### WHAT YOU WILL DO
For the word "COALESCE", return each line of the data in which it occurs.

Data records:
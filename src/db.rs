//! SQLite database for domain bindings and certificate material
//!
//! Both the domain registry and the certificate store persist here. Access is
//! serialized through a single connection, and uniqueness is enforced by the
//! schema so concurrent identical registrations cannot produce duplicate rows.

use crate::config::StoreLocation;
use anyhow::{Context, Result};
use parking_lot::Mutex;
use rusqlite::{params, Connection, OptionalExtension, Row};
use serde::{Deserialize, Serialize};
use std::path::Path;
use std::sync::Arc;
use tracing::{debug, info};

/// Current schema version for migrations
const SCHEMA_VERSION: i32 = 2;

const BINDING_COLUMNS: &str =
    "id, domain, owner_email, endpoint_type, access_token, created_at, updated_at";

/// Database connection wrapper with thread-safe access
#[derive(Clone)]
pub struct Database {
    conn: Arc<Mutex<Connection>>,
}

impl Database {
    /// Open or create a database at the given path
    pub fn open(path: impl AsRef<Path>) -> Result<Self> {
        let path = path.as_ref();

        if let Some(parent) = path.parent() {
            if !parent.as_os_str().is_empty() {
                std::fs::create_dir_all(parent)?;
            }
        }

        let conn = Connection::open(path).context("Failed to open database")?;

        // WAL keeps readers (routing, handshakes) off the writer's lock
        conn.execute_batch("PRAGMA journal_mode=WAL;")?;

        let db = Self {
            conn: Arc::new(Mutex::new(conn)),
        };

        db.run_migrations()?;

        info!("Database opened at {}", path.display());
        Ok(db)
    }

    /// Open an in-memory database (for testing)
    pub fn open_in_memory() -> Result<Self> {
        let conn = Connection::open_in_memory().context("Failed to open in-memory database")?;

        let db = Self {
            conn: Arc::new(Mutex::new(conn)),
        };

        db.run_migrations()?;
        Ok(db)
    }

    /// Open the store described by configuration
    pub fn open_location(location: &StoreLocation) -> Result<Self> {
        match location {
            StoreLocation::Memory => Self::open_in_memory(),
            StoreLocation::File(path) => Self::open(path),
        }
    }

    /// Run a store operation on the blocking pool so async callers yield instead of stalling a worker
    pub async fn run_blocking<T, F>(&self, op: F) -> Result<T>
    where
        F: FnOnce(&Database) -> Result<T> + Send + 'static,
        T: Send + 'static,
    {
        let db = self.clone();
        tokio::task::spawn_blocking(move || op(&db))
            .await
            .map_err(|e| anyhow::anyhow!("Storage task failed: {}", e))?
    }

    /// Run database migrations
    fn run_migrations(&self) -> Result<()> {
        let conn = self.conn.lock();

        conn.execute(
            "CREATE TABLE IF NOT EXISTS schema_migrations (
                version INTEGER PRIMARY KEY,
                applied_at TEXT NOT NULL DEFAULT (datetime('now'))
            )",
            [],
        )?;

        let current_version: i32 = conn
            .query_row(
                "SELECT COALESCE(MAX(version), 0) FROM schema_migrations",
                [],
                |row| row.get(0),
            )
            .unwrap_or(0);

        if current_version < SCHEMA_VERSION {
            info!("Running migrations from v{} to v{}", current_version, SCHEMA_VERSION);

            if current_version < 1 {
                self.migrate_v1(&conn)?;
            }

            if current_version < 2 {
                self.migrate_v2(&conn)?;
            }
        }

        Ok(())
    }

    /// Migration v1: domain bindings
    fn migrate_v1(&self, conn: &Connection) -> Result<()> {
        debug!("Applying migration v1: domain bindings");

        conn.execute_batch(r#"
            CREATE TABLE IF NOT EXISTS domain_bindings (
                id INTEGER PRIMARY KEY AUTOINCREMENT,
                domain TEXT NOT NULL,
                owner_email TEXT NOT NULL,
                endpoint_type TEXT,
                access_token TEXT,
                created_at TEXT NOT NULL DEFAULT (datetime('now')),
                updated_at TEXT NOT NULL DEFAULT (datetime('now')),
                UNIQUE (owner_email, domain)
            );

            -- Routing looks bindings up by domain alone
            CREATE INDEX IF NOT EXISTS idx_bindings_domain ON domain_bindings(domain);

            INSERT INTO schema_migrations (version) VALUES (1);
        "#)?;

        Ok(())
    }

    /// Migration v2: certificate material
    fn migrate_v2(&self, conn: &Connection) -> Result<()> {
        debug!("Applying migration v2: certificates");

        conn.execute_batch(r#"
            CREATE TABLE IF NOT EXISTS certificates (
                domain TEXT PRIMARY KEY,
                private_key TEXT NOT NULL,
                certificate TEXT NOT NULL,
                created_at TEXT NOT NULL DEFAULT (datetime('now')),
                updated_at TEXT NOT NULL DEFAULT (datetime('now'))
            );

            INSERT INTO schema_migrations (version) VALUES (2);
        "#)?;

        Ok(())
    }

    // ==================== Domain Bindings ====================

    /// Create the (owner, domain) binding or update it in place.
    ///
    /// `endpoint_type` and `access_token` only overwrite stored values when `Some`.
    pub fn upsert_binding(
        &self,
        owner_email: &str,
        domain: &str,
        endpoint_type: Option<&str>,
        access_token: Option<&str>,
    ) -> Result<DomainBinding> {
        let conn = self.conn.lock();
        conn.execute(
            "INSERT INTO domain_bindings (owner_email, domain, endpoint_type, access_token)
             VALUES (?1, ?2, ?3, ?4)
             ON CONFLICT (owner_email, domain) DO UPDATE SET
                endpoint_type = COALESCE(excluded.endpoint_type, domain_bindings.endpoint_type),
                access_token = COALESCE(excluded.access_token, domain_bindings.access_token),
                updated_at = datetime('now')",
            params![owner_email, domain, endpoint_type, access_token],
        )?;

        conn.query_row(
            &format!(
                "SELECT {} FROM domain_bindings WHERE owner_email = ?1 AND domain = ?2",
                BINDING_COLUMNS
            ),
            params![owner_email, domain],
            binding_from_row,
        )
        .context("Failed to read back domain binding")
    }

    /// All bindings owned by an account
    pub fn list_bindings(&self, owner_email: &str) -> Result<Vec<DomainBinding>> {
        let conn = self.conn.lock();
        let mut stmt = conn.prepare(&format!(
            "SELECT {} FROM domain_bindings WHERE owner_email = ?1 ORDER BY id",
            BINDING_COLUMNS
        ))?;

        let bindings = stmt
            .query_map(params![owner_email], binding_from_row)?
            .collect::<Result<Vec<_>, _>>()?;

        Ok(bindings)
    }

    /// Delete every binding matching all four fields; NULL matches NULL
    pub fn delete_bindings(
        &self,
        owner_email: &str,
        domain: &str,
        access_token: Option<&str>,
        endpoint_type: Option<&str>,
    ) -> Result<usize> {
        let conn = self.conn.lock();
        let affected = conn.execute(
            "DELETE FROM domain_bindings
             WHERE owner_email = ?1 AND domain = ?2 AND access_token IS ?3 AND endpoint_type IS ?4",
            params![owner_email, domain, access_token, endpoint_type],
        )?;
        Ok(affected)
    }

    /// First binding for `domain`, narrowed by whichever filters are given
    pub fn find_binding_by_domain(
        &self,
        domain: &str,
        access_token: Option<&str>,
        endpoint_type: Option<&str>,
    ) -> Result<Option<DomainBinding>> {
        let conn = self.conn.lock();
        conn.query_row(
            &format!(
                "SELECT {} FROM domain_bindings
                 WHERE domain = ?1
                   AND (?2 IS NULL OR access_token = ?2)
                   AND (?3 IS NULL OR endpoint_type = ?3)
                 ORDER BY id LIMIT 1",
                BINDING_COLUMNS
            ),
            params![domain, access_token, endpoint_type],
            binding_from_row,
        )
        .optional()
        .context("Failed to look up domain binding")
    }

    // ==================== Certificates ====================

    /// Store material for a domain, replacing whatever was there
    pub fn put_certificate(&self, domain: &str, private_key: &str, certificate: &str) -> Result<()> {
        let conn = self.conn.lock();
        conn.execute(
            "INSERT INTO certificates (domain, private_key, certificate)
             VALUES (?1, ?2, ?3)
             ON CONFLICT (domain) DO UPDATE SET
                private_key = excluded.private_key,
                certificate = excluded.certificate,
                updated_at = datetime('now')",
            params![domain, private_key, certificate],
        )?;
        Ok(())
    }

    pub fn get_certificate(&self, domain: &str) -> Result<Option<CertificateRecord>> {
        let conn = self.conn.lock();
        conn.query_row(
            "SELECT domain, private_key, certificate, created_at, updated_at
             FROM certificates WHERE domain = ?1",
            params![domain],
            |row| {
                Ok(CertificateRecord {
                    domain: row.get(0)?,
                    private_key: row.get(1)?,
                    certificate: row.get(2)?,
                    created_at: row.get(3)?,
                    updated_at: row.get(4)?,
                })
            },
        )
        .optional()
        .context("Failed to get certificate")
    }

    pub fn delete_certificate(&self, domain: &str) -> Result<bool> {
        let conn = self.conn.lock();
        let affected = conn.execute("DELETE FROM certificates WHERE domain = ?1", params![domain])?;
        Ok(affected > 0)
    }

    /// Domains that currently have material stored
    pub fn list_certificate_domains(&self) -> Result<Vec<String>> {
        let conn = self.conn.lock();
        let mut stmt = conn.prepare("SELECT domain FROM certificates ORDER BY domain")?;
        let domains = stmt
            .query_map([], |row| row.get::<_, String>(0))?
            .collect::<Result<Vec<_>, _>>()?;
        Ok(domains)
    }
}

fn binding_from_row(row: &Row<'_>) -> rusqlite::Result<DomainBinding> {
    Ok(DomainBinding {
        id: row.get(0)?,
        domain: row.get(1)?,
        owner_email: row.get(2)?,
        endpoint_type: row.get(3)?,
        access_token: row.get(4)?,
        created_at: row.get(5)?,
        updated_at: row.get(6)?,
    })
}

// ==================== Record Types ====================

/// One custom domain owned by one account
#[derive(Debug, Clone, PartialEq, Eq, Serialize, Deserialize)]
#[serde(rename_all = "camelCase")]
pub struct DomainBinding {
    pub id: i64,
    pub domain: String,
    pub owner_email: String,
    pub endpoint_type: Option<String>,
    pub access_token: Option<String>,
    pub created_at: String,
    pub updated_at: String,
}

/// TLS material currently served for a domain
#[derive(Debug, Clone, PartialEq, Eq)]
pub struct CertificateRecord {
    pub domain: String,
    /// PEM private key
    pub private_key: String,
    /// PEM certificate chain
    pub certificate: String,
    pub created_at: String,
    pub updated_at: String,
}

### ANSWER TO THE PROBLEM
                "SELECT COALESCE(MAX(version), 0) FROM schema_migrations",
                endpoint_type = COALESCE(excluded.endpoint_type, domain_bindings.endpoint_type),
                access_token = COALESCE(excluded.access_token, domain_bindings.access_token),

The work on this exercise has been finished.